Biopics are tricky. We love Funny Girl and Lawrence of Arabia – or maybe we just fancy 1960s Omar Sharif? We may have listened to the Walk the Line soundtrack too many times, but one cannot deny Reese Witherspoon as June Carter was A plus. The Pianist and Huger are indisputable classics. On the other hand, some attempts at this tricky genre end up with Colin Farrell rocking surfer hair and lady highlights in Alexander.
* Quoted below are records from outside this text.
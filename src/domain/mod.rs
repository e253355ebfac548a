//! Domain layer: board values with no I/O and no mutable session state.

pub mod board_move;
pub mod chess;
pub mod history;
pub mod occupancy;

pub use board_move::{BoardMove, MoveKind};
pub use chess::{Piece, PieceColor, PieceKind, parse_square, shakmaty_to_piece, to_square};
pub use history::{MoveHistory, MoveRecord};
pub use occupancy::{Change, Occupancy, OccupancyDiff, SquareChange};
//! Move reconciliation for an occupancy-sensing chess board.
//!
//! The board reports one bit per square. From the sequence of readings
//! this crate infers which legal move was played, commits it to the game,
//! and halts whenever the readings cannot be explained without guessing.

pub mod config;
pub mod diagnostics;
pub mod domain;
pub mod error;
pub mod events;
pub mod models;

pub use config::{PromotionPolicy, SessionConfig};
pub use domain::{Occupancy, OccupancyDiff};
pub use error::{ConfigError, GameError, ReconcileError};
pub use events::{BoardCommand, BoardEvent};
pub use models::{BoardSession, BoardWorker, GameRules, GameState, MoveReconciler};
//! Diagnostics layer - human-readable board for debugging.
//! Reads game and reconciler state, never changes them.

pub mod display;
pub mod render;
pub mod view_models;

pub use render::{DiagnosticRenderer, format_view};
pub use view_models::{BoardView, SquareMarker, SquareView};
//! Engine-independent view of a legal move, as the physical board sees it.

use std::fmt;

use shakmaty::{Bitboard, Square};

use crate::domain::PieceKind;

#[derive(Clone, Copy, PartialEq, Eq, Hash, Debug)]
pub enum MoveKind {
    /// Moves onto an empty square
    Quiet,
    /// Captures the piece standing on the destination
    Capture,
    /// Captures a pawn that is not on the destination square
    EnPassant { captured: Square },
    /// King lands on `to`, rook goes `rook_from` -> `rook_to`
    Castle { rook_from: Square, rook_to: Square },
}

/// A legal move plus the squares it touches.
///
/// `to` is always where the moving piece lands, so for castling it is the
/// king's destination (g1/c1/g8/c8), not the rook's square.
#[derive(Clone, Copy, PartialEq, Eq, Hash, Debug)]
pub struct BoardMove {
    pub from: Square,
    pub to: Square,
    pub promotion: Option<PieceKind>,
    pub kind: MoveKind,
}

impl BoardMove {
    pub fn quiet(from: Square, to: Square) -> Self {
        Self {
            from,
            to,
            promotion: None,
            kind: MoveKind::Quiet,
        }
    }

    pub fn capture(from: Square, to: Square) -> Self {
        Self {
            from,
            to,
            promotion: None,
            kind: MoveKind::Capture,
        }
    }

    pub fn en_passant(from: Square, to: Square, captured: Square) -> Self {
        Self {
            from,
            to,
            promotion: None,
            kind: MoveKind::EnPassant { captured },
        }
    }

    pub fn castle(king_from: Square, king_to: Square, rook_from: Square, rook_to: Square) -> Self {
        Self {
            from: king_from,
            to: king_to,
            promotion: None,
            kind: MoveKind::Castle { rook_from, rook_to },
        }
    }

    pub fn with_promotion(mut self, piece: PieceKind) -> Self {
        self.promotion = Some(piece);
        self
    }

    pub fn is_capture(&self) -> bool {
        matches!(self.kind, MoveKind::Capture | MoveKind::EnPassant { .. })
    }

    pub fn is_castle(&self) -> bool {
        matches!(self.kind, MoveKind::Castle { .. })
    }

    pub fn is_promotion(&self) -> bool {
        self.promotion.is_some()
    }

    /// Squares whose piece has to leave the board position during the move
    pub fn lifts(&self) -> Bitboard {
        let mut squares = Bitboard::from(self.from);
        match self.kind {
            MoveKind::Quiet => {}
            MoveKind::Capture => squares.add(self.to),
            MoveKind::EnPassant { captured } => squares.add(captured),
            MoveKind::Castle { rook_from, .. } => squares.add(rook_from),
        }
        squares
    }

    /// Squares a moving piece ends up on
    pub fn places(&self) -> Bitboard {
        let mut squares = Bitboard::from(self.to);
        if let MoveKind::Castle { rook_to, .. } = self.kind {
            squares.add(rook_to);
        }
        squares
    }

    /// Same physical footprint, ignoring which piece a pawn promotes to.
    pub fn same_footprint(&self, other: &BoardMove) -> bool {
        self.from == other.from && self.to == other.to && self.kind == other.kind
    }

    /// Coordinate notation, e.g. "e2e4", "e7e8q", "e1g1"
    pub fn coordinate(&self) -> String {
        let mut text = format!("{}{}", self.from, self.to);
        if let Some(piece) = self.promotion {
            text.push(piece.to_role().char());
        }
        text
    }
}

impl fmt::Display for BoardMove {
    fn fmt(&self, f: &mut fmt::Formatter<'_>) -> fmt::Result {
        f.write_str(&self.coordinate())
    }
}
However, if there is one life story that we’re looking forward to seeing on the silver screen it is that of Helen Gurley Brown, the pioneering Cosmopolitan editor-in-chief who changed the face of publishing when she started openly writing about sex in the women’s magazine. She may not have been the poster girl of the second wave feminist movement – she was very much into keeping the man in your life happy via regular blow jobs – but the woman did shatter the glass ceiling while reviving a publication that many at the time saw as a dead horse. Gurley Brown was in charge of Cosmo for 32 years, helming the editor-in-chief byline from 1965 until 1997. She died in 2012 aged 90.
Fox 2000 has optioned Brooke Hauser’s upcoming Enter Helen: The Rise and Reign of the Original Cosmo Girl (adds to the to-read basket). Deadline reports that the script will begin with Gurley Brown’s life in the early 1960’s, when she penned the then controversial self-help book Sex and the Single Girl. Hugh Hefner, Nora Ephron and Gloria Steinem will count among the dramatis personae.
Helen Gurley Brown coined the notion of the Cosmo girl – the single woman who loves life, while balancing a career and satisfying sex life. Without Helen’s dictation there would have been no Carrie Bradshaw and company. Lena Dunham’s recent memoir, Not That Kind of Girl, even pays tribute to Helen Gurley Brown in the introduction, “…despite her demented theories, which jibe not even a little bit with my distinctly feminist upbringing, I appreciate the way Helen shares her own embarrassing, acne-ridden history in an attempt to say, Look, happiness and satisfaction can happen to anyone.”
A makeover movie that takes in the feminist movement and the sexual revolution while the girl gets the top job at the end? How long do rabid audiences have to wait?
Also, Gurley Brown was the queen of the bon mot. Can you imagine an actress (we’re picturing Rebecca Hall) relishing these direct quotes while walking-and-talking in some vintage DVF wrap dresses?
“Good girls go to heaven, bad girls go everywhere.”
“You can have your titular recognition. I’ll take money and power.”
“Money, if it does not bring you happiness, will at least help you be miserable in comfort.”
“Nearly every glamorous, wealthy, successful career woman you might envy now started out as some kind of schlepp.”
“How could any woman not be a feminist? The girl I’m editing for wants to be known for herself. If that’s not a feminist message, I don’t know what is.”
Which actress do you think should take on the original cosmo girl?